アブない やかラの話2

2024年07月04日 | 日記・エッセイ・コラム
 我々の体内の過剰なグルコースはアセチルCoAを経て、炭素数16の脂肪酸パルミチン酸となります。更にパルミチン酸は長鎖脂肪酸伸長酵素により、炭素数18のステアリン酸になり、ステアリン酸からω-9脂肪酸のオレイン酸が合成されます。ω-9とは脂肪酸の炭素鎖の末端から9番目のところに2重結合があるという意味です。オレイン酸の語源はオリーブで、オリーブオイルに多く含まれる脂肪酸ですが、このように動物の体内でも合成することができるので、動物性油脂にも多く含まれています。
 植物はオレイン酸からω-6脂肪酸であるリノール酸、ω-3脂肪酸のα-リノレン酸を生成することができるのですが、我々動物はリノール酸、α-リノレン酸を作る酵素を持っていないので、体外から摂取する必要があります。リノール酸、α-リノレン酸が必須脂肪酸と呼ばれる所以です。
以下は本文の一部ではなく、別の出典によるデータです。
/* src/server/injector/rust/src/tag.rs */

use std::sync::OnceLock;

use regex::{NoExpand, Regex};

use crate::escape::{escape_html, escape_regex};
use crate::log::SlotLog;

fn tag_close_re() -> &'static Regex {
  static RE: OnceLock<Regex> = OnceLock::new();
  RE.get_or_init(|| Regex::new(r"\s*/?>$").unwrap())
}

fn span_re() -> &'static Regex {
  static RE: OnceLock<Regex> = OnceLock::new();
  RE.get_or_init(|| Regex::new(r"(?is)(<span\b[^>]*>).*?(</span>)").unwrap())
}

fn anchor_open_re() -> &'static Regex {
  static RE: OnceLock<Regex> = OnceLock::new();
  RE.get_or_init(|| Regex::new(r"(?i)^<a\b[^>]*>").unwrap())
}

fn anchor_re() -> &'static Regex {
  static RE: OnceLock<Regex> = OnceLock::new();
  RE.get_or_init(|| Regex::new(r"(?is)<a\b[^>]*>.*?</a>").unwrap())
}

fn attribute_re(attr: &str, leading_space: bool) -> Option<Regex> {
  let lead = if leading_space { r"\s+" } else { r"\b" };
  let name = escape_regex(attr);
  Regex::new(&format!(r#"(?i){lead}{name}\s*=\s*(?:"[^"]*"|'[^']*')"#)).ok()
}

/// Set `attr` on a single opening tag, replacing an existing quoted value or
/// appending before the closing `>` / `/>`. The value is HTML-escaped.
pub fn set_attribute_in_tag(tag: &str, attr: &str, value: &str) -> String {
  let rendered = format!("{attr}=\"{}\"", escape_html(value));
  let Some(re) = attribute_re(attr, false) else {
    return tag.to_string();
  };
  if re.is_match(tag) {
    return re.replace(tag, NoExpand(&rendered)).into_owned();
  }
  tag_close_re().replace(tag, |caps: &regex::Captures| format!(" {rendered}{}", &caps[0])).into_owned()
}

/// Remove every quoted occurrence of `attr` from an opening tag.
pub fn remove_attribute_from_tag(tag: &str, attr: &str) -> String {
  match attribute_re(attr, true) {
    Some(re) => re.replace_all(tag, "").into_owned(),
    None => tag.to_string(),
  }
}

/// Read a double-quoted attribute value from an opening tag.
pub fn read_attribute<'a>(tag: &'a str, attr: &str) -> Option<&'a str> {
  let re = Regex::new(&format!(r#"(?i)\b{}\s*=\s*"([^"]*)""#, escape_regex(attr))).ok()?;
  re.captures(tag).and_then(|caps| caps.get(1)).map(|m| m.as_str())
}

/// Replace the text of the first `<span>` in `inner`, or the whole inner HTML
/// when there is no span.
pub fn patch_first_span_text(inner: &str, label: &str) -> String {
  let escaped = escape_html(label);
  if !span_re().is_match(inner) {
    return escaped;
  }
  span_re()
    .replace(inner, |caps: &regex::Captures| format!("{}{escaped}{}", &caps[1], &caps[2]))
    .into_owned()
}

/// New label, destination and target for one anchor.
#[derive(Debug, Clone, PartialEq, Eq, Default)]
pub struct AnchorUpdate {
  pub label: String,
  pub href: String,
  pub new_tab: bool,
}

impl AnchorUpdate {
  pub fn new(label: impl Into<String>, href: impl Into<String>, new_tab: bool) -> Self {
    Self { label: label.into(), href: href.into(), new_tab }
  }
}

/// Rewrite one `<a ...>...</a>` element: href (empty becomes `#`), target/rel
/// for new-tab links, and the label in its first span.
pub fn patch_anchor_node(anchor: &str, update: &AnchorUpdate) -> String {
  let Some(open) = anchor_open_re().find(anchor) else {
    return anchor.to_string();
  };
  let close = "</a>";
  if !anchor.ends_with(close) || anchor.len() < open.end() + close.len() {
    return anchor.to_string();
  }

  let href = if update.href.is_empty() { "#" } else { update.href.as_str() };
  let mut open_tag = set_attribute_in_tag(open.as_str(), "href", href);
  if update.new_tab {
    open_tag = set_attribute_in_tag(&open_tag, "target", "_blank");
    open_tag = set_attribute_in_tag(&open_tag, "rel", "noopener noreferrer");
  } else {
    open_tag = remove_attribute_from_tag(&open_tag, "target");
    open_tag = remove_attribute_from_tag(&open_tag, "rel");
  }

  let inner = &anchor[open.end()..anchor.len() - close.len()];
  format!("{open_tag}{}{close}", patch_first_span_text(inner, &update.label))
}

/// Apply `updates[i]` to the i-th anchor in `section`. Extra anchors are left
/// alone; missing anchors are reported under `slot`.
pub fn patch_anchors_by_index(section: &str, updates: &[AnchorUpdate], slot: &str, log: &mut SlotLog) -> String {
  if updates.is_empty() {
    return section.to_string();
  }

  let mut out = String::with_capacity(section.len());
  let mut cursor = 0;
  let mut found = 0;
  for m in anchor_re().find_iter(section) {
    out.push_str(&section[cursor..m.start()]);
    match updates.get(found) {
      Some(update) => out.push_str(&patch_anchor_node(m.as_str(), update)),
      None => out.push_str(m.as_str()),
    }
    cursor = m.end();
    found += 1;
  }
  out.push_str(&section[cursor..]);

  if found < updates.len() {
    log.warn(
      slot,
      format!("expected at least {} anchors but found {found}. Skipping missing slots.", updates.len()),
    );
  }
  out
}

#[cfg(test)]
mod tests {
  use super::*;

  // -- set_attribute_in_tag --

  #[test]
  fn set_attribute_replaces_existing() {
    let tag = r#"<a class="btn" HREF='/old'>"#;
    assert_eq!(set_attribute_in_tag(tag, "href", "/new"), r#"<a class="btn" href="/new">"#);
  }

  #[test]
  fn set_attribute_appends_when_absent() {
    assert_eq!(set_attribute_in_tag(r#"<a class="btn">"#, "target", "_blank"), r#"<a class="btn" target="_blank">"#);
  }

  #[test]
  fn set_attribute_before_self_closing() {
    assert_eq!(set_attribute_in_tag(r#"<img src="a.png" />"#, "alt", "x"), r#"<img src="a.png" alt="x" />"#);
  }

  #[test]
  fn set_attribute_escapes_value() {
    assert_eq!(set_attribute_in_tag("<a>", "title", "\"Tom & Jerry\""), r#"<a title="&quot;Tom &amp; Jerry&quot;">"#);
  }

  #[test]
  fn set_attribute_value_with_dollar_is_literal() {
    assert_eq!(set_attribute_in_tag(r#"<a href="x">"#, "href", "$1"), r#"<a href="$1">"#);
  }

  // -- remove_attribute_from_tag --

  #[test]
  fn remove_attribute_all_occurrences() {
    let tag = r#"<a href="/" target="_blank" rel="noopener" TARGET='x'>"#;
    assert_eq!(remove_attribute_from_tag(tag, "target"), r#"<a href="/" rel="noopener">"#);
  }

  #[test]
  fn read_attribute_value() {
    assert_eq!(read_attribute(r#"<a class="x" href="/pricing">"#, "href"), Some("/pricing"));
    assert_eq!(read_attribute("<a>", "href"), None);
  }

  // -- first span --

  #[test]
  fn first_span_text_replaced() {
    let inner = r#"<span class="a">Old</span><span>Keep</span>"#;
    assert_eq!(patch_first_span_text(inner, "New & better"), r#"<span class="a">New &amp; better</span><span>Keep</span>"#);
  }

  #[test]
  fn first_span_absent_replaces_all() {
    assert_eq!(patch_first_span_text("plain <b>x</b>", "<Call>"), "&lt;Call&gt;");
  }

  // -- patch_anchor_node --

  #[test]
  fn anchor_new_tab_adds_target_and_rel() {
    let anchor = r#"<a class="btn" href="/pricing"><span>Join</span></a>"#;
    let update = AnchorUpdate::new("WhatsApp", "https://wa.me/31600000000", true);
    assert_eq!(
      patch_anchor_node(anchor, &update),
      r#"<a class="btn" href="https://wa.me/31600000000" target="_blank" rel="noopener noreferrer"><span>WhatsApp</span></a>"#
    );
  }

  #[test]
  fn anchor_same_tab_strips_target_and_rel() {
    let anchor = r#"<a href="/x" target="_blank" rel="noopener"><span>A</span></a>"#;
    let update = AnchorUpdate::new("B", "/y", false);
    assert_eq!(patch_anchor_node(anchor, &update), r#"<a href="/y"><span>B</span></a>"#);
  }

  #[test]
  fn anchor_empty_href_becomes_hash() {
    let anchor = r#"<a href="/x">Old</a>"#;
    assert_eq!(patch_anchor_node(anchor, &AnchorUpdate::new("New", "", false)), r##"<a href="#">New</a>"##);
  }

  #[test]
  fn anchor_not_closed_is_unchanged() {
    let anchor = r#"<a href="/x">Old"#;
    assert_eq!(patch_anchor_node(anchor, &AnchorUpdate::new("New", "/y", false)), anchor);
  }

  // -- patch_anchors_by_index --

  #[test]
  fn anchors_by_index_patches_in_order() {
    let section = r#"<nav><a href="/1">One</a> | <a href="/2">Two</a> | <a href="/3">Three</a></nav>"#;
    let updates = vec![AnchorUpdate::new("A", "/a", false), AnchorUpdate::new("B", "/b", false)];
    let mut log = SlotLog::new();
    let out = patch_anchors_by_index(section, &updates, "header-nav", &mut log);
    assert_eq!(out, r#"<nav><a href="/a">A</a> | <a href="/b">B</a> | <a href="/3">Three</a></nav>"#);
    assert!(log.is_empty());
  }

  #[test]
  fn anchors_by_index_warns_on_shortfall() {
    let section = r#"<a href="/1">One</a>"#;
    let updates = vec![AnchorUpdate::new("A", "/a", false), AnchorUpdate::new("B", "/b", false)];
    let mut log = SlotLog::new();
    let out = patch_anchors_by_index(section, &updates, "header-nav", &mut log);
    assert_eq!(out, r#"<a href="/a">A</a>"#);
    assert_eq!(
      log.warnings(),
      ["[mirror slots] header-nav: expected at least 2 anchors but found 1. Skipping missing slots."]
    );
  }

  #[test]
  fn anchors_by_index_no_updates_is_identity() {
    let mut log = SlotLog::new();
    assert_eq!(patch_anchors_by_index("<a>x</a>", &[], "s", &mut log), "<a>x</a>");
  }
}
 リノール酸は植物性油脂の主成分で、大豆油、コーン油などいわゆるサラダオイルと呼ばれている食用油に多く含まれています。植物油が動物性油脂に比べて健康的と言われるのは、動物が合成できない必須脂肪酸が多く含まれていることも一因です。
 体内に取り入れられたリノール酸は、アラキドン酸に変換され、アラキドン酸は酵素シクロゲナーゼ(COX)の働きでプロスタグランジンに、またリポキシゲナ―ゼ(LOX)の働きでロイコトリエンになります。プロスタグランジンもロイコトリエンも、我々の身体を守るために重要な役割を果たしている物質ですが、炎症物質ですので過剰に働くと不快な症状をもたらし、慢性炎症は動脈硬化性疾患や発がんの原因になります。頭痛や発熱のときに飲む消炎鎮痛剤は、COXの働きを抑えて炎症物質であるプロスタグランジンの生成を抑制する薬です。ロイコトリエンは血管透過性を増し気管支を収縮させる作用があり、その過剰な働きはアレルギー症状や気管支喘息を悪化させます。ロイコトリエン拮抗薬はアレルギーや気管支喘息の治療薬です。
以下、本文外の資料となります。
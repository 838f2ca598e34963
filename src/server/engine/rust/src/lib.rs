/* src/server/engine/rust/src/lib.rs */

pub mod content;
pub mod copy;
pub mod document;
pub mod error;
pub mod manifest;
pub mod patch;
mod sections;
pub mod seo;

#[cfg(test)]
mod tests;

// Public API re-exports
pub use content::{ResolvedContent, SectionContent, resolve_value};
pub use document::{
  DEFAULT_STATIC_PREFIX_FROM, DEFAULT_STATIC_PREFIX_TO, Injections, RenderOptions, RenderedDocument, load_site_content,
  read_snapshot, render_document,
};
pub use error::{ManifestError, MirrorError};
pub use manifest::{ManifestCache, SharedManifestCache};
pub use patch::{PatchFlags, PatchOutcome, PatchReport, apply_content_patches, split_at_first_script};
pub use seo::{apply_seo, upsert_canonical_link, upsert_meta_tag, upsert_title};
/* src/server/injector/rust/src/visit.rs */

use serde_json::Value;

fn is_container(node: &Value) -> bool {
  node.is_object() || node.is_array()
}

/// Depth-first, pre-order search over objects and arrays.
pub fn find_first<'a, P>(node: &'a Value, pred: &P) -> Option<&'a Value>
where
  P: Fn(&Value) -> bool,
{
  if !is_container(node) {
    return None;
  }
  if pred(node) {
    return Some(node);
  }
  match node {
    Value::Array(items) => items.iter().find_map(|item| find_first(item, pred)),
    Value::Object(map) => map.values().find_map(|value| find_first(value, pred)),
    _ => None,
  }
}

pub fn find_first_mut<'a, P>(node: &'a mut Value, pred: &P) -> Option<&'a mut Value>
where
  P: Fn(&Value) -> bool,
{
  if !is_container(node) {
    return None;
  }
  if pred(node) {
    return Some(node);
  }
  match node {
    Value::Array(items) => items.iter_mut().find_map(|item| find_first_mut(item, pred)),
    Value::Object(map) => map.values_mut().find_map(|value| find_first_mut(value, pred)),
    _ => None,
  }
}

/// Every matching container in document order, including matches nested in
/// other matches.
pub fn find_all<'a, P>(node: &'a Value, pred: &P) -> Vec<&'a Value>
where
  P: Fn(&Value) -> bool,
{
  let mut out = Vec::new();
  collect(node, pred, &mut out);
  out
}

fn collect<'a, P>(node: &'a Value, pred: &P, out: &mut Vec<&'a Value>)
where
  P: Fn(&Value) -> bool,
{
  if !is_container(node) {
    return;
  }
  if pred(node) {
    out.push(node);
  }
  match node {
    Value::Array(items) => items.iter().for_each(|item| collect(item, pred, out)),
    Value::Object(map) => map.values().for_each(|value| collect(value, pred, out)),
    _ => {}
  }
}

/// Call `f` on every matching container in document order, then keep
/// descending into the (possibly rewritten) node. Returns the match count.
pub fn for_each_match_mut<P, F>(node: &mut Value, pred: &P, f: &mut F) -> usize
where
  P: Fn(&Value) -> bool,
  F: FnMut(&mut Value),
{
  if !is_container(node) {
    return 0;
  }
  let mut hits = 0;
  if pred(node) {
    f(node);
    hits += 1;
  }
  match node {
    Value::Array(items) => {
      for item in items.iter_mut() {
        hits += for_each_match_mut(item, pred, f);
      }
    }
    Value::Object(map) => {
      for value in map.values_mut() {
        hits += for_each_match_mut(value, pred, f);
      }
    }
    _ => {}
  }
  hits
}

/// String member of an object node.
pub fn str_field<'a>(node: &'a Value, key: &str) -> Option<&'a str> {
  node.as_object()?.get(key)?.as_str()
}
 必須脂肪酸のリノール酸を多く含む植物性油脂も、摂り過ぎると「危ないヤカラ」になってしまうわけです。
 食用油脂が貴重品だった時代には少なかった、喘息やアレルギーの患者さんが増えているのは、植物油脂の生産量、消費量が飛躍的に増えたことが原因の一つだと私はおもっています。
 また、オリーブオイルは身体にイイ油といわれていますが、オレイン酸が多くリノール酸の比率が低いため、比較的「危なくないヤカラ」ぐらいにおもって、過剰な摂取は避けた方が無難です。